These translational issues suggest there is a need for a comprehensive framework that can support researchers, software vendors, and relevant parties in systematically assessing their AI applications for their translational potential. To address this gap, we formed an international team and ran a systematic process over 18 months to develop an evaluation and guidance framework, termed “Translational Evaluation of Healthcare AI” (TEHAI) [15]. This framework focuses on the aspects that can support the practical implementation and use of AI applications. TEHAI has 3 main domains (capability, utility, and adoption components) and 15 subcomponents (Table 1 and Multimedia Appendix 1). As the range of clinical challenges and potential AI solutions is wide, it is infeasible to automate the evaluation using current technology. Instead, we rely on TEHAI as an expert-driven but formalized framework where the subjectivity of an individual reviewer is mitigated by the consensus power of multiple committee members.

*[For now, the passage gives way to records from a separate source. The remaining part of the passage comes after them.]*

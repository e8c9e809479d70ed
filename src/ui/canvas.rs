//! Canvas: the tree, its root, the animator and input state for one surface.

use std::time::{Duration, Instant};

use serde::{Deserialize, Serialize};

use super::animation::{AnimatedProperty, Animator, Easing};
use super::draw::Renderer;
use super::error::UiError;
use super::geometry::{Point, Rect, Size};
use super::input::{Key, MouseButton, UiState};
use super::skin::Skin;
use super::widget::Widget;
use super::{WidgetId, WidgetTree};

/// Owns everything a frame needs. Nothing here is global: several canvases
/// can coexist, each with its own animations.
pub struct Canvas {
    pub tree: WidgetTree,
    pub animator: Animator,
    pub input: UiState,
    root: WidgetId,
    size: Size,
}

impl Canvas {
    /// Empty canvas with a root panel.
    pub fn new(size: Size) -> Self {
        let mut tree = WidgetTree::new();
        let root = tree.insert_root(Widget::Panel);
        Self::with_tree(tree, root, size)
    }

    pub fn with_tree(tree: WidgetTree, root: WidgetId, size: Size) -> Self {
        Self {
            tree,
            animator: Animator::new(),
            input: UiState::new(),
            root,
            size,
        }
    }

    pub fn root(&self) -> WidgetId {
        self.root
    }

    pub fn size(&self) -> Size {
        self.size
    }

    pub fn set_size(&mut self, size: Size) {
        if size != self.size {
            self.size = size;
            self.tree.invalidate(self.root);
        }
    }

    /// Measure and arrange the whole tree at the canvas size.
    pub fn layout(&mut self) {
        self.tree.layout(self.root, self.size);
    }

    /// One frame: advance animations, lay out, render. Returns how many
    /// animated properties changed.
    pub fn frame(&mut self, now: Instant, skin: &mut dyn Skin, renderer: &mut dyn Renderer) -> usize {
        let animated = self.animator.think(&mut self.tree, now);
        self.layout();
        let state = self.input.interaction();
        self.tree.render(self.root, skin, renderer, &state);
        animated
    }

    /// Animate one layout property of `id` from its current value.
    pub fn animate(
        &mut self,
        id: WidgetId,
        property: AnimatedProperty,
        to: i32,
        duration: Duration,
        easing: Easing,
        now: Instant,
    ) -> Result<(), UiError> {
        if !self.tree.contains(id) {
            return Err(UiError::StaleWidget(id));
        }
        self.animator.start(id, property, to, duration, Duration::ZERO, easing, now);
        Ok(())
    }

    /// Remove a widget subtree, cancelling its animations and dropping any
    /// input state that referenced it.
    pub fn remove(&mut self, id: WidgetId) -> Result<(), UiError> {
        if id == self.root {
            return Err(UiError::Misplaced {
                element: "root".into(),
                reason: "the canvas root cannot be removed".into(),
            });
        }
        let doomed = self.tree.subtree(id);
        self.tree.remove(id)?;
        for gone in doomed {
            self.animator.cancel(gone);
        }
        self.input.forget(&self.tree);
        Ok(())
    }

    // -- input forwarding, root bound --

    pub fn cursor_moved(&mut self, p: Point) -> Result<bool, UiError> {
        self.input.handle_cursor_moved(&mut self.tree, self.root, p)
    }

    pub fn mouse_input(
        &mut self,
        button: MouseButton,
        pressed: bool,
        p: Point,
        now: Instant,
    ) -> Result<bool, UiError> {
        self.input
            .handle_mouse_input(&mut self.tree, self.root, button, pressed, p, now)
    }

    pub fn key_input(&mut self, key: Key, pressed: bool) -> Result<bool, UiError> {
        self.input.handle_key_input(&mut self.tree, self.root, key, pressed)
    }

    pub fn wheel(&mut self, lines: f32) -> Result<bool, UiError> {
        self.input.handle_scroll(&mut self.tree, self.root, lines)
    }

    /// Arranged geometry of the visible tree.
    pub fn snapshot(&self) -> LayoutSnapshot {
        LayoutSnapshot::capture(&self.tree, self.root)
            .unwrap_or_else(|| LayoutSnapshot::empty(Rect::from_size(self.size)))
    }
}

/// Serializable picture of an arranged tree: kind, name, text and
/// parent-local bounds of every non-collapsed widget.
#[derive(Debug, Clone, PartialEq, Serialize, Deserialize)]
pub struct LayoutSnapshot {
    pub kind: String,
    #[serde(default, skip_serializing_if = "String::is_empty")]
    pub name: String,
    #[serde(default, skip_serializing_if = "Option::is_none")]
    pub text: Option<String>,
    pub bounds: Rect,
    #[serde(default, skip_serializing_if = "std::ops::Not::not")]
    pub hidden: bool,
    #[serde(default, skip_serializing_if = "Vec::is_empty")]
    pub children: Vec<LayoutSnapshot>,
}

impl LayoutSnapshot {
    fn empty(bounds: Rect) -> Self {
        Self {
            kind: "panel".into(),
            name: String::new(),
            text: None,
            bounds,
            hidden: false,
            children: Vec::new(),
        }
    }

    /// Snapshot of `id` and its non-collapsed descendants.
    pub fn capture(tree: &WidgetTree, id: WidgetId) -> Option<Self> {
        let node = tree.get(id)?;
        if node.collapsed {
            return None;
        }
        Some(Self {
            kind: node.widget.kind_name().to_string(),
            name: node.name.clone(),
            text: node.widget.text().map(str::to_string),
            bounds: node.bounds,
            hidden: node.hidden,
            children: node
                .children
                .iter()
                .filter_map(|&child| Self::capture(tree, child))
                .collect(),
        })
    }

    /// Number of widgets in the snapshot.
    pub fn count(&self) -> usize {
        1 + self.children.iter().map(Self::count).sum::<usize>()
    }

    /// First widget with the given name, depth first.
    pub fn find(&self, name: &str) -> Option<&LayoutSnapshot> {
        if self.name == name {
            return Some(self);
        }
        self.children.iter().find_map(|c| c.find(name))
    }

    pub fn to_ron(&self) -> Result<String, ron::Error> {
        ron::ser::to_string_pretty(self, ron::ser::PrettyConfig::default())
    }
}

#[cfg(test)]
mod tests {
    use super::*;
    use crate::ui::{Dock, DrawList, ThemedSkin};

    #[test]
    fn frame_animates_then_lays_out_and_renders() {
        let mut canvas = Canvas::new(Size::new(200, 100));
        let panel = canvas.tree.add_panel(canvas.root()).expect("panel");
        canvas.tree.set_dock(panel, Dock::Left).expect("dock");
        canvas.tree.set_width(panel, Some(0)).expect("width");

        let t0 = Instant::now();
        canvas
            .animate(panel, AnimatedProperty::Width, 80, Duration::from_millis(100), Easing::Linear, t0)
            .expect("animate");

        let mut skin = ThemedSkin::default();
        let mut list = DrawList::new();
        assert_eq!(canvas.frame(t0 + Duration::from_millis(50), &mut skin, &mut list), 1);
        assert_eq!(canvas.tree.get(panel).expect("panel").bounds.width, 40);

        canvas.frame(t0 + Duration::from_millis(100), &mut skin, &mut list);
        assert_eq!(canvas.tree.get(panel).expect("panel").bounds, Rect::new(0, 0, 80, 100));
        assert!(canvas.animator.is_empty());
    }

    #[test]
    fn remove_cancels_subtree_animations_and_input() {
        let mut canvas = Canvas::new(Size::new(200, 100));
        let outer = canvas.tree.add_panel(canvas.root()).expect("outer");
        let button = canvas.tree.add_button(outer, "x").expect("button");
        let t0 = Instant::now();
        canvas
            .animate(button, AnimatedProperty::X, 50, Duration::from_secs(1), Easing::EaseOut, t0)
            .expect("animate");
        canvas.input.focused = Some(button);

        canvas.remove(outer).expect("remove");
        assert!(!canvas.animator.is_animating(button));
        assert_eq!(canvas.input.focused, None);
        assert!(matches!(
            canvas.animate(button, AnimatedProperty::X, 0, Duration::ZERO, Easing::Linear, t0),
            Err(UiError::StaleWidget(_))
        ));
        assert!(canvas.remove(canvas.root()).is_err());
    }

    #[test]
    fn snapshot_skips_collapsed_and_round_trips_ron() {
        let mut canvas = Canvas::new(Size::new(120, 60));
        let label = canvas.tree.add_label(canvas.root(), "hello").expect("label");
        canvas.tree.set_name(label, "greeting").expect("name");
        let gone = canvas.tree.add_panel(canvas.root()).expect("panel");
        canvas.tree.set_collapsed(gone, true).expect("collapse");
        canvas.layout();

        let snap = canvas.snapshot();
        assert_eq!(snap.count(), 2);
        assert_eq!(snap.bounds, Rect::new(0, 0, 120, 60));
        let greeting = snap.find("greeting").expect("greeting");
        assert_eq!(greeting.kind, "label");
        assert_eq!(greeting.text.as_deref(), Some("hello"));

        let text = snap.to_ron().expect("ron");
        let back: LayoutSnapshot = ron::from_str(&text).expect("parse");
        assert_eq!(back, snap);
    }

    #[test]
    fn set_size_relayouts_root() {
        let mut canvas = Canvas::new(Size::new(100, 100));
        canvas.layout();
        canvas.set_size(Size::new(300, 50));
        canvas.layout();
        assert_eq!(canvas.tree.get(canvas.root()).expect("root").bounds.size(), Size::new(300, 50));
    }
}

The emergence of the COVID-19 pandemic has resulted in several studies and papers outlining the utility of AI in tackling various aspects of the disease, such as diagnosis, treatment, and surveillance [16-19] The number of AI papers published either as preprints or as peer-reviewed papers has been unprecedented, even leading to the development of AI applications to keep up with and summarize the findings for scientists [20]. Some recent reviews have outlined how most of these studies or the AI applications presented in these studies have shown minimal value for clinical care [7,21]. This finding aligns with the discussion about the translational problem of AI in health care.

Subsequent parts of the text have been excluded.